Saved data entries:

//! Convergence history containers: samples, chapters and datasets.

use std::path::{Path, PathBuf};

use serde::{Deserialize, Serialize};

/// Where a sample value came from.
#[derive(Clone, Copy, Debug, PartialEq, Eq, Serialize, Deserialize)]
pub enum SampleKind {
    /// The normalised starting residual that opens every chapter.
    Initial,
    /// Relative residual reported by the solver itself.
    Relative,
    /// `residual / rhs` computed from raw norms.
    ResidualRatio,
}

/// One point of a convergence trajectory.
#[derive(Clone, Copy, Debug, PartialEq, Serialize, Deserialize)]
pub struct Sample {
    pub kind: SampleKind,
    pub value: f64,
}

/// One solver run's convergence trajectory.
///
/// A chapter always starts with an [`Initial`](SampleKind::Initial) sample of `1.0`.
#[derive(Clone, Debug, PartialEq, Serialize, Deserialize)]
pub struct Chapter {
    samples: Vec<Sample>,
    opened_at: usize,
}

impl Chapter {
    /// Value every chapter starts from.
    pub const INITIAL: f64 = 1.0;

    /// Opens a chapter whose delimiter sits on line `opened_at` (1-based).
    pub fn open(opened_at: usize) -> Self {
        Self {
            samples: vec![Sample {
                kind: SampleKind::Initial,
                value: Self::INITIAL,
            }],
            opened_at,
        }
    }

    /// Appends a sample at the end of the trajectory.
    pub fn push(&mut self, kind: SampleKind, value: f64) {
        self.samples.push(Sample { kind, value });
    }

    /// Line of the delimiter that opened this chapter.
    pub fn opened_at(&self) -> usize {
        self.opened_at
    }

    pub fn samples(&self) -> &[Sample] {
        &self.samples
    }

    /// Iterates over the plain values in file order.
    pub fn values(&self) -> impl Iterator<Item = f64> + '_ {
        self.samples.iter().map(|sample| sample.value)
    }

    /// Collects the plain values into a vector.
    pub fn to_vec(&self) -> Vec<f64> {
        self.values().collect()
    }

    /// Number of samples, including the initial one.
    pub fn len(&self) -> usize {
        self.samples.len()
    }

    /// Always `false`: a chapter holds at least its initial sample.
    pub fn is_empty(&self) -> bool {
        self.samples.is_empty()
    }

    /// Last recorded value.
    pub fn last_value(&self) -> f64 {
        self.samples
            .last()
            .map(|sample| sample.value)
            .unwrap_or(Self::INITIAL)
    }

    /// `(iteration, value)` pairs, the shape consumed by the plotting layer.
    pub fn points(&self) -> impl Iterator<Item = (f64, f64)> + '_ {
        self.values()
            .enumerate()
            .map(|(iteration, value)| (iteration as f64, value))
    }
}

/// Ordered collection of chapters parsed from one log file.
#[derive(Clone, Debug, Default, PartialEq, Serialize, Deserialize)]
pub struct Dataset {
    chapters: Vec<Chapter>,
    source: Option<PathBuf>,
}

impl Dataset {
    pub fn new() -> Self {
        Self::default()
    }

    /// Records the file the dataset was read from.
    pub fn with_source(mut self, source: impl Into<PathBuf>) -> Self {
        self.source = Some(source.into());
        self
    }

    pub fn source(&self) -> Option<&Path> {
        self.source.as_deref()
    }

    pub(crate) fn push(&mut self, chapter: Chapter) {
        self.chapters.push(chapter);
    }

    pub(crate) fn last_mut(&mut self) -> Option<&mut Chapter> {
        self.chapters.last_mut()
    }

    pub fn chapters(&self) -> &[Chapter] {
        &self.chapters
    }

    pub fn get(&self, index: usize) -> Option<&Chapter> {
        self.chapters.get(index)
    }

    pub fn len(&self) -> usize {
        self.chapters.len()
    }

    pub fn is_empty(&self) -> bool {
        self.chapters.is_empty()
    }

    pub fn iter(&self) -> std::slice::Iter<'_, Chapter> {
        self.chapters.iter()
    }

    /// Plain nested values, one vector per chapter.
    pub fn to_vecs(&self) -> Vec<Vec<f64>> {
        self.chapters.iter().map(Chapter::to_vec).collect()
    }
}

impl<'a> IntoIterator for &'a Dataset {
    type Item = &'a Chapter;
    type IntoIter = std::slice::Iter<'a, Chapter>;

    fn into_iter(self) -> Self::IntoIter {
        self.chapters.iter()
    }
}

#[cfg(test)]
mod tests {
    use super::*;

    #[test]
    fn opened_chapter_starts_at_one() {
        let chapter = Chapter::open(3);
        assert_eq!(chapter.to_vec(), vec![1.0]);
        assert_eq!(chapter.samples()[0].kind, SampleKind::Initial);
        assert_eq!(chapter.opened_at(), 3);
        assert!(!chapter.is_empty());
    }

    #[test]
    fn points_enumerate_iterations() {
        let mut chapter = Chapter::open(1);
        chapter.push(SampleKind::Relative, 0.5);
        chapter.push(SampleKind::ResidualRatio, 0.25);
        let points: Vec<_> = chapter.points().collect();
        assert_eq!(points, vec![(0.0, 1.0), (1.0, 0.5), (2.0, 0.25)]);
        assert_eq!(chapter.last_value(), 0.25);
    }

    #[test]
    fn dataset_keeps_insertion_order() {
        let mut dataset = Dataset::new().with_source("reports/a.log");
        let mut first = Chapter::open(1);
        first.push(SampleKind::Relative, 0.1);
        dataset.push(first);
        dataset.push(Chapter::open(5));

        assert_eq!(dataset.len(), 2);
        assert_eq!(dataset.to_vecs(), vec![vec![1.0, 0.1], vec![1.0]]);
        assert_eq!(dataset.source(), Some(Path::new("reports/a.log")));
        assert_eq!(dataset.iter().map(Chapter::opened_at).collect::<Vec<_>>(), vec![1, 5]);
    }
}
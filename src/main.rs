use convhist::FigureOptions;

fn main() {
    env_logger::Builder::from_env(env_logger::Env::default().default_filter_or("info")).init();

    let options = FigureOptions::default();
    match convhist::run(&options) {
        Ok(path) => log::info!("convergence history written to `{}`", path.display()),
        Err(err) => {
            log::error!("{err}");
            std::process::exit(1);
        }
    }
}
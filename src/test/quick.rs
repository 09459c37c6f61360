use quickcheck::{Arbitrary, Gen};

/// An enum for the various kinds of "things" to do to a tree in a quicktest.
#[derive(Copy, Clone, Debug)]
pub(crate) enum Op<T> {
    /// Insert the value into the data structure
    Insert(T),
    /// Delete the value from the data structure
    Delete(T),
    /// Check whether the value is present
    Search(T),
}

impl<T> Arbitrary for Op<T>
where
    T: Arbitrary,
{
    /// Tells quickcheck how to randomly choose an operation. Inserts are weighted so that trees
    /// actually grow deep enough to hit the cascading fixups.
    fn arbitrary(g: &mut Gen) -> Self {
        match g.choose(&[0, 0, 1, 2]).unwrap() {
            0 => Op::Insert(T::arbitrary(g)),
            1 => Op::Delete(T::arbitrary(g)),
            2 => Op::Search(T::arbitrary(g)),
            _ => unreachable!(),
        }
    }
}
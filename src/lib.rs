//! This crate exposes a red-black tree, a self-balancing Binary Search Tree (BST).
//!
//! ## Binary Search Tree
//!
//! A Binary Search Tree is a data structure supporting operations to insert, find, and delete
//! stored records. Its most important invariants are:
//!
//! 1. For every `Node` in a BST, all the `Node`s in its left subtree have a value less than its
//!    own value.
//! 2. For every `Node` in a BST, all the `Node`s in its right subtree have a value greater than
//!    its own value.
//!
//! Searching takes `O(height)`, so a BST is only as fast as it is short. Inserting values in
//! ascending order into a plain BST degrades it into a linked list.
//!
//! ## Red-Black Tree
//!
//! A red-black tree keeps its height at most `2 * lg(N + 1)` by coloring every node red or black
//! and maintaining:
//!
//! 1. The root is black.
//! 2. A red node never has a red child.
//! 3. Every path from a node down to a leaf passes through the same number of black nodes (its
//!    "black-height").
//!
//! Insertions and deletions break these locally and repair them with recoloring and rotations
//! that walk at most `O(lg N)` levels back up towards the root. See [`redblack`].

#![deny(missing_docs, clippy::clone_on_ref_ptr)]

pub mod redblack;

#[cfg(test)]
mod test;
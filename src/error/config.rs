//! Configuration errors

use super::CatalogError;

/// Creates a missing domains directory error
pub fn domains_dir_not_found(path: impl Into<String>) -> CatalogError {
    CatalogError::DomainsDirNotFound { path: path.into() }
}

/// Creates an invalid environment name error
pub fn invalid_environment(name: impl Into<String>, reason: impl Into<String>) -> CatalogError {
    CatalogError::InvalidEnvironment {
        name: name.into(),
        reason: reason.into(),
    }
}

/// Creates a domain without declaration error
pub fn domain_not_found(domain: impl Into<String>, environment: impl Into<String>) -> CatalogError {
    CatalogError::DomainNotFound {
        domain: domain.into(),
        environment: environment.into(),
    }
}

/// Creates a missing cluster metadata error
pub fn missing_metadata(key: impl Into<String>, origin: impl Into<String>) -> CatalogError {
    CatalogError::MissingMetadata {
        key: key.into(),
        origin: origin.into(),
    }
}

/// Creates a transfer policy not found error
pub fn policy_not_found(path: impl Into<String>) -> CatalogError {
    CatalogError::PolicyNotFound { path: path.into() }
}

/// Creates an invalid transfer policy error
pub fn invalid_policy(path: impl Into<String>, reason: impl Into<String>) -> CatalogError {
    CatalogError::InvalidPolicy {
        path: path.into(),
        reason: reason.into(),
    }
}
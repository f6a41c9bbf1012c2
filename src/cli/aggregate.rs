use clap::Parser;

use crate::catalog::store::DEFAULT_CATALOG_DIR;
use std::path::PathBuf;

/// Arguments for the aggregate and aggregate-schemas commands
#[derive(Parser, Debug)]
#[command(after_help = "EXAMPLES:\n  \
                  Aggregate the dev catalog:\n    catalog-guard aggregate --env dev\n\n\
                  Write catalogs somewhere else:\n    catalog-guard aggregate --env prod --output-dir build/catalogs")]
pub struct AggregateArgs {
    /// Environment name (dev, test, qa, prod)
    #[arg(long, short = 'e')]
    pub env: String,

    /// Output directory for aggregated catalogs
    #[arg(long, default_value = DEFAULT_CATALOG_DIR)]
    pub output_dir: PathBuf,
}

### Assignment:
Copy out the lines above with "repository" in them.

### Answer to the exercise:
repository 09459c37c6f61360
repository f6a41c9bbf1012c2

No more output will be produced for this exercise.